Творческой кухней знаменитого метода Воронович-Лисич клиенты не интересовались. Они послушно заполняли длинные и странные анкеты. Торопливо, нисколько не удивляясь, ставили галочки под странными пунктами договора. Они хотели одного – чтобы им стало, наконец, хорошо. Лишь бы уже кто-нибудь сделал им это «хорошо». Побыстрее и побольше.
Клиенты были уверены, что работа известного психотерапевта начинается с того момента, как они входят в класс групповых занятий: «мы заплатили за чудо, дайте его нам», говорили их лица. И тут же скисали, когда вместо обещанных молвой экстазов и озарений попадали на как будто обычный треп самых обычных, большей частью неприятных, людей. Они горделиво сидели, молчали, вздыхали, оплакивая оплаченные вперед сеансы, и свысока поглядывали на других членов группы.

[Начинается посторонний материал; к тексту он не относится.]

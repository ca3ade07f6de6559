use std::f32::consts::PI;

use glam::{Vec2, Vec3};

use crate::animation::{Ease, Playhead, Position, Repeat, Timeline, Tween, TweenValue};
use crate::media::{Assets, MediaClip};
use crate::rendering::layer::Layer;
use crate::scene_graph::light::Light;
use crate::scene_graph::scene::Scene;
use crate::scroll::{Scrub, ScrollTrigger, SectionSlot};
use crate::sections::rig::{FlavorRig, IdleMotion, Pose, PoseKey};
use crate::sections::text_panel::{accent, plain, PanelCopy, TextPanel};
use crate::sections::video_box::VideoBox;
use crate::sections::{slot_bounds, vh, FrameContext, PageRequest, Section};

const VIDEO_Z: i32 = 3;
const CANVAS_Z: i32 = 6;

const COPY: PanelCopy = PanelCopy {
    id: "sky",
    title: &[plain("Sky "), accent("Edition")],
    main: &[
        plain("Une fraîcheur "),
        accent("aérienne"),
        plain(" au-dessus des nuages"),
    ],
    description: &[
        plain("Des notes de "),
        accent("pêche blanche"),
        plain(" et de fleur de sureau pour prendre de la hauteur"),
    ],
    cta: "En savoir plus",
    accent: 0x7cc4ff,
};

/// Clouds open up behind the can as it drops in from above.
pub struct Sky {
    slot: SectionSlot,
    clouds: VideoBox,
    rig: FlavorRig,
    timeline: Timeline<PoseKey>,
    trigger: ScrollTrigger,
    canvas_fade: Playhead,
    panel: TextPanel,
}

fn idle_motion() -> IdleMotion {
    let sway = Tween::new(0.0, 0.05, 3.0, Ease::POWER1_IN_OUT)
        .repeat(Repeat::Infinite)
        .yoyo(true);
    let float = Tween::new(0.0, -0.01, 2.5, Ease::SINE_IN_OUT)
        .repeat(Repeat::Infinite)
        .yoyo(true);

    IdleMotion::default()
        .with(PoseKey::RotX, sway.clone())
        .with(PoseKey::RotZ, sway)
        .with(PoseKey::Y, float)
}

impl Sky {
    pub fn new(assets: &Assets) -> anyhow::Result<Self> {
        let mut rig = FlavorRig::load(
            assets,
            "sky",
            Pose::new(Vec3::new(0.0, 2.0, 4.3), Vec3::new(0.0, PI, -0.5)),
        )
        .with_idle(idle_motion());
        rig.scene.add_light(Light::ambient(0xffffff, 1.0));
        rig.scene
            .add_light(Light::directional(0xffffff, 2.0, Vec3::splat(5.0)));

        let timeline = Timeline::new()
            .to(
                &[
                    (PoseKey::Z, TweenValue::To(4.83)),
                    (PoseKey::Y, TweenValue::To(-0.09)),
                    (PoseKey::X, TweenValue::To(-0.05)),
                ],
                3.0,
                Ease::POWER3_IN_OUT,
                Position::Append,
            )
            .to(
                &[(PoseKey::RotY, TweenValue::To(0.0))],
                2.0,
                Ease::POWER3_IN_OUT,
                Position::WithPrevious,
            );

        Ok(Self {
            slot: SectionSlot {
                index: 0,
                top: 0.0,
                height: 0.0,
            },
            clouds: VideoBox::new(assets.clip("video/cloud"), "+=80%")?,
            rig,
            timeline,
            trigger: ScrollTrigger::new("top+=20% center", "+=80%")?
                .with_scrub(Scrub::Smoothed(1.0)),
            canvas_fade: Playhead::new(0.5),
            panel: TextPanel::new(COPY)?,
        })
    }
}

impl Section for Sky {
    fn name(&self) -> &'static str {
        "sky"
    }

    fn height(&self, viewport: Vec2) -> f32 {
        vh(viewport, 1.0)
    }

    fn mount(&mut self, slot: &SectionSlot, viewport: Vec2) -> anyhow::Result<()> {
        self.slot = slot.clone();
        let bounds = slot_bounds(slot);
        self.clouds.refresh(bounds, viewport.y);
        self.trigger.refresh(bounds, viewport.y);
        self.panel.refresh(bounds, viewport.y);
        Ok(())
    }

    fn update(&mut self, ctx: &FrameContext) {
        self.clouds.update(ctx);

        for event in self.trigger.update(ctx.scroll, ctx.dt) {
            self.canvas_fade
                .apply(self.trigger.toggle_actions().action_for(event));
        }
        self.canvas_fade.update(ctx.dt);

        self.timeline
            .set_progress(&mut self.rig.pose, self.trigger.progress());
        self.rig.apply(ctx.time);

        self.panel.update(ctx);
    }

    fn layers<'a>(&'a self, ctx: &FrameContext, out: &mut Vec<Layer<'a>>) {
        if !self.slot.is_visible(ctx.scroll, ctx.viewport) {
            return;
        }

        let frame = self.slot.screen_rect(ctx.scroll, ctx.viewport);
        out.push(self.clouds.layer(VIDEO_Z, frame, ctx.time));

        out.push(
            Layer::scene(CANVAS_Z, frame, &self.rig.scene, &self.rig.camera)
                .with_opacity(self.canvas_fade.progress()),
        );
    }

    fn draw_ui(&mut self, ui: &imgui::Ui, ctx: &FrameContext) -> Option<PageRequest> {
        if self.slot.is_visible(ctx.scroll, ctx.viewport) {
            let frame = self.slot.screen_rect(ctx.scroll, ctx.viewport);
            self.panel.draw(ui, frame, ctx);
        }
        None
    }

    fn scenes_mut(&mut self) -> Vec<&mut Scene> {
        vec![&mut self.rig.scene]
    }

    fn clips_mut(&mut self) -> Vec<&mut MediaClip> {
        vec![self.clouds.clip_mut()]
    }

    fn triggers(&self) -> Vec<(&'static str, &ScrollTrigger)> {
        vec![
            ("sky clouds", self.clouds.trigger()),
            ("sky can", &self.trigger),
            ("sky text", self.panel.trigger()),
        ]
    }
}

#[cfg(test)]
mod tests {
    use super::*;
    use crate::media::MediaOptions;
    use crate::scroll::PageLayout;

    const VIEWPORT: Vec2 = Vec2::new(1280.0, 800.0);

    fn mounted() -> Sky {
        let assets = Assets::new("does/not/exist", MediaOptions::default());
        let mut sky = Sky::new(&assets).unwrap();
        let layout = PageLayout::stack([VIEWPORT.y, sky.height(VIEWPORT)], VIEWPORT);
        sky.mount(&layout.slots()[1], VIEWPORT).unwrap();
        sky
    }

    fn run(sky: &mut Sky, scroll: f32, seconds: f32) {
        for frame in 0..(seconds * 60.0) as usize {
            sky.update(&FrameContext {
                time: frame as f32 / 60.0,
                dt: 1.0 / 60.0,
                scroll,
                viewport: VIEWPORT,
                ..Default::default()
            });
        }
    }

    #[test]
    fn can_drops_in_and_settles() {
        let mut sky = mounted();
        // top+=20% of an 800px section at 800, against the viewport center.
        assert_eq!(sky.trigger.start(), 800.0 + 160.0 - 400.0);
        assert_eq!(sky.trigger.end(), sky.trigger.start() + 640.0);

        run(&mut sky, 0.0, 0.5);
        assert_eq!(sky.rig.pose.position, Vec3::new(0.0, 2.0, 4.3));
        assert_eq!(sky.rig.pose.rotation, Vec3::new(0.0, PI, -0.5));
        assert_eq!(sky.canvas_fade.progress(), 0.0);

        run(&mut sky, 2000.0, 2.0);
        let pose = sky.rig.pose;
        assert!(pose.position.abs_diff_eq(Vec3::new(-0.05, -0.09, 4.83), 1e-4));
        assert!(pose.rotation.y.abs() < 1e-4);
        // Untouched by scroll.
        assert_eq!(pose.rotation.z, -0.5);
        assert_eq!(sky.canvas_fade.progress(), 1.0);
    }

    #[test]
    fn rotation_finishes_before_position() {
        let mut sky = mounted();
        let start = sky.trigger.start();
        let length = sky.trigger.end() - start;
        // Two thirds through: the two-unit rotation is done, the move is not.
        run(&mut sky, start + length * 2.0 / 3.0, 2.0);

        let pose = sky.rig.pose;
        assert!(pose.rotation.y.abs() < 1e-3);
        assert!(pose.position.z < 4.83 - 1e-3);
    }

    #[test]
    fn idle_sway_is_added_on_top() {
        let sky = mounted();
        let pose = sky.rig.animated_pose(3.0);
        assert!((pose.rotation.x - 0.05).abs() < 1e-5);
        assert!((pose.rotation.z - (-0.5 + 0.05)).abs() < 1e-5);
    }
}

– Удивительно! – думали они.
– Непостижимо! – цедили воздух сквозь зубы.
– Невероятно! – вздыхая, поднимали глаза к потолку.
– Невероятно, чтобы в одной группе подобралось сразу столько уродов!
– Почему в них есть только то, что я ненавижу! Они что? По конкурсу дебилов сюда попали?
– Психотерапевт вообще в курсе, что они все – козлы? Почему она ничего не делает, чтобы эти твари заткнулись, наконец, и дали возможность нормальному человеку обсудить свои проблемы?
– Я не такой психопат, чтобы выходить на сцену и смотреть, как придурки орут во все горло!
И наконец:
– Верните мне деньги! Ах, договор? Подавитесь. Я так уйду!
Хватали пальто и в ярости – да-да! уже в ярости – уходили. Но на следующем сеансе их пальто вновь висело на вешалке. Тихие и раскаявшиеся присматривались к тому, что происходит в группе. И вдруг обнаруживали, что этот спектакль весь – от вешалки до финала – для них одних. Где каждый актер – карикатурный персонаж из их жизни. И все, что происходит здесь, так отвратительно правдиво напоминает его реальную жизнь за стенами театра. Правда оказывалась невыносимой. Они первыми бежали на сцену, жадно выхватывали реквизит и колотили, били, ломали, визжали, орали. До изнеможения. До освобождения. Быть может первого в их жизни.
Потом благодарили и готовы были упасть перед Воронович на колени и целовать ей руки. И некоторые падали и целовали.
Все это было скучно и однообразно. Эти вздохи и выделывания. Эти позы и взоры. Уходы-приходы Воронович знала и предвидела задолго до начала. Мужчины и женщины, молодые и пожилые, карьеристки и содержанки, младшие менеджеры и старшие менеджеры, бруталы и метросексуалы – все были одинаковыми. Она была уверена в этом твердо. Как дежурная провинциального сортира, вручную отматывая одинакового размера, не взирая на размер задницы посетителя, клочок туалетной бумаги, уверена, что срут все одинаково.